BEGIN

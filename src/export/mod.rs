//! Audio export
//!
//! The core produces one stereo sample per master tick, far above any audio
//! rate. Export decimates that stream to the configured sample rate and
//! writes 16-bit PCM.
//!
//! # Examples
//!
//! ```no_run
//! use ay38500::config::CoreConfig;
//! use ay38500::export::{export_session_to_wav, ExportConfig};
//! use ay38500::session::Session;
//! use ay38500::stimulus::PressSchedule;
//!
//! # fn main() -> Result<(), Box<dyn std::error::Error>> {
//! let config = CoreConfig::default();
//! let mut session = Session::new(&config, PressSchedule::default())?;
//! let export = ExportConfig::with_sample_rate(config.audio.sample_rate).fade_out(0.1);
//! export_session_to_wav(&mut session, config.tick_rate_hz, 7_159_090, "tone.wav", &export)?;
//! # Ok(())
//! # }
//! ```

mod wav;
pub use wav::*;

use crate::audio::StereoSample;

/// Export configuration options
#[derive(Debug, Clone)]
pub struct ExportConfig {
    /// Sample rate for export (default: 44100 Hz)
    pub sample_rate: u32,
    /// Fade out duration in seconds (0 = no fade)
    pub fade_out_duration: f32,
}

impl Default for ExportConfig {
    fn default() -> Self {
        Self {
            sample_rate: 44_100,
            fade_out_duration: 0.0,
        }
    }
}

impl ExportConfig {
    /// Create config with custom sample rate
    pub fn with_sample_rate(sample_rate: u32) -> Self {
        Self {
            sample_rate,
            ..Default::default()
        }
    }

    /// Add fade out at the end
    pub fn fade_out(mut self, duration_seconds: f32) -> Self {
        self.fade_out_duration = duration_seconds;
        self
    }
}

/// Box-filter decimator from the master tick rate to an audio rate
///
/// Averages every tick sample falling into one output period, so the
/// fractional tick/sample ratio is tracked exactly with an integer
/// accumulator.
#[derive(Debug, Clone)]
pub struct Decimator {
    tick_rate_hz: u64,
    sample_rate: u64,
    phase: u64,
    sum_left: i64,
    sum_right: i64,
    count: i64,
}

impl Decimator {
    /// Create a decimator; `sample_rate` must not exceed `tick_rate_hz`
    pub fn new(tick_rate_hz: u32, sample_rate: u32) -> Self {
        Self {
            tick_rate_hz: u64::from(tick_rate_hz.max(1)),
            sample_rate: u64::from(sample_rate.clamp(1, tick_rate_hz.max(1))),
            phase: 0,
            sum_left: 0,
            sum_right: 0,
            count: 0,
        }
    }

    /// Feed one tick sample; returns an output sample when a period closes
    #[inline]
    pub fn push(&mut self, sample: StereoSample) -> Option<StereoSample> {
        self.sum_left += i64::from(sample.left);
        self.sum_right += i64::from(sample.right);
        self.count += 1;
        self.phase += self.sample_rate;
        if self.phase < self.tick_rate_hz {
            return None;
        }
        self.phase -= self.tick_rate_hz;
        let out = StereoSample {
            left: (self.sum_left / self.count) as i16,
            right: (self.sum_right / self.count) as i16,
        };
        self.sum_left = 0;
        self.sum_right = 0;
        self.count = 0;
        Some(out)
    }
}

/// Apply a linear fade to the last `fade_duration` seconds
fn apply_fade_out(samples: &mut [StereoSample], fade_duration: f32, sample_rate: u32) {
    if fade_duration <= 0.0 || samples.is_empty() {
        return;
    }

    let fade_samples = ((fade_duration * sample_rate as f32) as usize).max(1);
    let start_fade = samples.len().saturating_sub(fade_samples);

    for (i, sample) in samples.iter_mut().enumerate().skip(start_fade) {
        let progress = (i - start_fade) as f32 / fade_samples as f32;
        let fade_factor = 1.0 - progress;
        sample.left = (f32::from(sample.left) * fade_factor) as i16;
        sample.right = (f32::from(sample.right) * fade_factor) as i16;
    }
}

#[cfg(test)]
mod tests {
    use super::*;

    fn s(v: i16) -> StereoSample {
        StereoSample { left: v, right: -v }
    }

    #[test]
    fn test_decimator_ratio() {
        let mut dec = Decimator::new(7_159_090, 44_100);
        let produced = (0..7_159_090).filter_map(|_| dec.push(s(100))).count();
        assert_eq!(produced, 44_100);
    }

    #[test]
    fn test_decimator_averages() {
        let mut dec = Decimator::new(4, 1);
        assert_eq!(dec.push(s(0)), None);
        assert_eq!(dec.push(s(100)), None);
        assert_eq!(dec.push(s(200)), None);
        assert_eq!(dec.push(s(300)), Some(s(150)));
    }

    #[test]
    fn test_decimator_passthrough_at_tick_rate() {
        let mut dec = Decimator::new(1_000, 1_000);
        assert_eq!(dec.push(s(7)), Some(s(7)));
        assert_eq!(dec.push(s(-9)), Some(s(-9)));
    }

    #[test]
    fn test_fade_out() {
        let mut samples = vec![s(1000); 10];
        apply_fade_out(&mut samples, 0.5, 10);
        assert_eq!(samples[4], s(1000));
        assert_eq!(samples[5], s(1000));
        // 1000 * 0.2, truncated
        assert!((199..=200).contains(&samples[9].left));
    }

    #[test]
    fn test_export_config_builder() {
        let config = ExportConfig::with_sample_rate(22_050).fade_out(1.5);
        assert_eq!(config.sample_rate, 22_050);
        assert_eq!(config.fade_out_duration, 1.5);
    }
}
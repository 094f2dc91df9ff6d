//! Component composition
//!
//! [`PongCore`] wires the four components the way the console wrapper does:
//! the divider's derived tick clocks the blanking detector, while the
//! synthesizer and the keyboard controller run on every master tick.
//!
//! All components see the same [`CoreInputs`] snapshot. The detector's clock
//! enable is the divider's period pulse registered on the previous master
//! tick, so it runs once per derived period in either duty mode and no
//! output feeds another component within the tick that produced it.

use crate::audio::{AudioSynthesizer, StereoSample};
use crate::blanking::BlankingDetector;
use crate::config::CoreConfig;
use crate::divider::{DutyMode, TickDivider};
use crate::keyboard::{ControlOutputs, KeyboardToggleController};
use crate::Result;
use log::debug;

/// Per-tick inputs from the wrapper
#[derive(Debug, Clone, Copy, PartialEq, Eq)]
pub struct CoreInputs {
    /// Synchronous reset, overrides everything else
    pub reset: bool,
    /// Divider divisor (at least 1)
    pub divisor: u16,
    /// Divider duty mode
    pub duty: DutyMode,
    /// Active-high horizontal sync
    pub hsync: bool,
    /// Active-high vertical sync
    pub vsync: bool,
    /// Phase increment
    pub freq: u16,
    /// Left volume
    pub vol_left: i16,
    /// Right volume
    pub vol_right: i16,
    /// Key scan position (0-79)
    pub scan_index: usize,
    /// Active-low key level at `scan_index`
    pub pressed_low: bool,
}

impl Default for CoreInputs {
    fn default() -> Self {
        Self {
            reset: false,
            divisor: 1,
            duty: DutyMode::Short,
            hsync: false,
            vsync: false,
            freq: 0,
            vol_left: 0,
            vol_right: 0,
            scan_index: 0,
            pressed_low: true,
        }
    }
}

impl CoreInputs {
    /// Inputs carrying the configured divider and tone setting
    pub fn from_config(config: &CoreConfig) -> Self {
        Self {
            divisor: config.divider.divisor,
            duty: config.divider.duty,
            freq: config.audio.freq,
            vol_left: config.audio.vol_left,
            vol_right: config.audio.vol_right,
            ..Self::default()
        }
    }
}

/// Registered outputs after one master tick
#[derive(Debug, Clone, Copy, PartialEq, Eq, Default)]
pub struct CoreOutputs {
    /// Derived tick level
    pub derived_tick: bool,
    /// Horizontal blanking
    pub h_blank: bool,
    /// Vertical blanking
    pub v_blank: bool,
    /// Stereo PCM sample
    pub sample: StereoSample,
    /// Game control lines
    pub controls: ControlOutputs,
}

/// The four core components clocked together
#[derive(Debug, Clone, Default)]
pub struct PongCore {
    divider: TickDivider,
    blanking: BlankingDetector,
    audio: AudioSynthesizer,
    keyboard: KeyboardToggleController,
    ticks: u64,
    in_reset: bool,
}

impl PongCore {
    /// Create a core in its reset state with the default key layout
    pub fn new() -> Self {
        Self::default()
    }

    /// Create a core using the config's key bindings
    pub fn from_config(config: &CoreConfig) -> Result<Self> {
        config.validate()?;
        debug!(
            "core: divisor {} ({:?}), freq {}, {} Hz tick",
            config.divider.divisor, config.divider.duty, config.audio.freq, config.tick_rate_hz
        );
        Ok(Self {
            keyboard: KeyboardToggleController::with_bindings(config.keys.clone()),
            ..Self::default()
        })
    }

    /// Reset every component
    pub fn reset(&mut self) {
        debug!("core reset after {} ticks", self.ticks);
        self.divider.reset();
        self.blanking.reset();
        self.audio.reset();
        self.keyboard.reset();
        self.ticks = 0;
    }

    /// Advance one master tick
    pub fn tick(&mut self, inputs: &CoreInputs) -> CoreOutputs {
        if inputs.reset {
            if !self.in_reset {
                self.reset();
                self.in_reset = true;
            }
            return self.outputs();
        }
        self.in_reset = false;

        let derived_enable = self.divider.period_pulse();
        let derived_tick = self.divider.tick(inputs.divisor, inputs.duty);
        if derived_enable {
            self.blanking.tick(inputs.hsync, inputs.vsync);
        }
        let sample = self
            .audio
            .tick(inputs.freq, inputs.vol_left, inputs.vol_right);
        let controls = self.keyboard.tick(inputs.scan_index, inputs.pressed_low);
        self.ticks += 1;

        CoreOutputs {
            derived_tick,
            h_blank: self.blanking.h_blank(),
            v_blank: self.blanking.v_blank(),
            sample,
            controls,
        }
    }

    /// Current registered outputs
    pub fn outputs(&self) -> CoreOutputs {
        CoreOutputs {
            derived_tick: self.divider.output(),
            h_blank: self.blanking.h_blank(),
            v_blank: self.blanking.v_blank(),
            sample: self.audio.output(),
            controls: self.keyboard.outputs(),
        }
    }

    /// Master ticks since the last reset
    #[inline]
    pub fn ticks(&self) -> u64 {
        self.ticks
    }

    /// Divider state
    pub fn divider(&self) -> &TickDivider {
        &self.divider
    }

    /// Blanking detector state
    pub fn blanking(&self) -> &BlankingDetector {
        &self.blanking
    }

    /// Synthesizer state
    pub fn audio(&self) -> &AudioSynthesizer {
        &self.audio
    }

    /// Keyboard controller state
    pub fn keyboard(&self) -> &KeyboardToggleController {
        &self.keyboard
    }
}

END

When you reach the line with "self.sum_right += i64::from(sample.right);" in the records above, start writing out lines exactly, and stop once the line with "let out = StereoSample" has been written; include nothing else.

### Response
        self.sum_right += i64::from(sample.right);
        self.count += 1;
        self.phase += self.sample_rate;
        if self.phase < self.tick_rate_hz {
            return None;
        }
        self.phase -= self.tick_rate_hz;
        let out = StereoSample {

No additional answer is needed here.